● **DATA IN THIS EXERCISE**

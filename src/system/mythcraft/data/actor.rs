use super::{Item, Pool};
use crate::system::{
	core::DocumentId,
	mythcraft::{advancement::LevelRange, SystemConfig, ATTRIBUTE_RANGE},
};
use serde::{Deserialize, Serialize};
use std::collections::{BTreeMap, BTreeSet};

#[derive(Clone, Copy, PartialEq, Eq, Debug, Serialize, Deserialize)]
#[serde(rename_all = "camelCase")]
pub enum ActorType {
	Character,
	Npc,
}

#[derive(Clone, Copy, PartialEq, Eq, Debug, Default, Serialize, Deserialize)]
pub struct Score {
	#[serde(default)]
	pub value: i32,
}

#[derive(Clone, PartialEq, Debug, Serialize, Deserialize)]
pub struct ActorData {
	#[serde(default = "ActorData::first_level")]
	pub level: u32,
	#[serde(default)]
	pub hp: Pool,
	/// Stamina points, only tracked for characters.
	#[serde(default)]
	pub sp: Pool,
	#[serde(default)]
	pub attributes: BTreeMap<String, Score>,
	/// Base skill values, before attributes and advancement points are added.
	#[serde(default)]
	pub skills: BTreeMap<String, Score>,
}

impl Default for ActorData {
	fn default() -> Self {
		Self {
			level: Self::first_level(),
			hp: Pool::default(),
			sp: Pool::default(),
			attributes: BTreeMap::new(),
			skills: BTreeMap::new(),
		}
	}
}

impl ActorData {
	fn first_level() -> u32 {
		1
	}
}

#[derive(Clone, PartialEq, Debug, Serialize, Deserialize)]
pub struct Actor {
	#[serde(rename = "_id")]
	pub id: DocumentId,
	pub name: String,
	#[serde(rename = "type")]
	pub kind: ActorType,
	#[serde(default)]
	pub system: ActorData,
	#[serde(default)]
	pub items: Vec<Item>,
}

impl Actor {
	pub fn level(&self) -> u32 {
		self.system.level
	}

	/// The range of levels to advance through when the actor's level changes to `new_level`.
	/// Only characters advance, and only when their level increases.
	pub fn level_change(&self, new_level: u32) -> Option<LevelRange> {
		match self.kind {
			ActorType::Character if new_level > self.system.level => {
				Some(LevelRange::between(self.system.level, new_level))
			}
			_ => None,
		}
	}

	pub fn item(&self, id: &DocumentId) -> Option<&Item> {
		self.items.iter().find(|item| &item.id == id)
	}

	pub fn item_mut(&mut self, id: &DocumentId) -> Option<&mut Item> {
		self.items.iter_mut().find(|item| &item.id == id)
	}

	pub fn item_ids(&self) -> BTreeSet<DocumentId> {
		self.items.iter().map(|item| item.id.clone()).collect()
	}

	/// The clamped value of an attribute, or `None` if this actor cannot have that attribute.
	pub fn attribute(&self, key: &str, config: &SystemConfig) -> Option<i32> {
		let attribute = config.attributes.get(key)?;
		if attribute.character_only && self.kind != ActorType::Character {
			return None;
		}
		let value = self.system.attributes.get(key).map(|score| score.value).unwrap_or_default();
		Some(value.clamp(*ATTRIBUTE_RANGE.start(), *ATTRIBUTE_RANGE.end()))
	}

	/// Items which granted `advancement_id` on `parent_id`.
	pub fn granted_by<'a>(
		&'a self,
		parent_id: &'a DocumentId,
		advancement_id: &'a DocumentId,
	) -> impl Iterator<Item = &'a Item> + 'a {
		self.items
			.iter()
			.filter(move |item| item.flags.mythcraft.advancement.granted_by(parent_id, advancement_id))
	}
}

● **WHAT THE TASK REQUIRES**
What is the number of lines in the listing that include "SystemConfig"? Answer with that number only.

● **RESULT OF THE EXERCISE**
2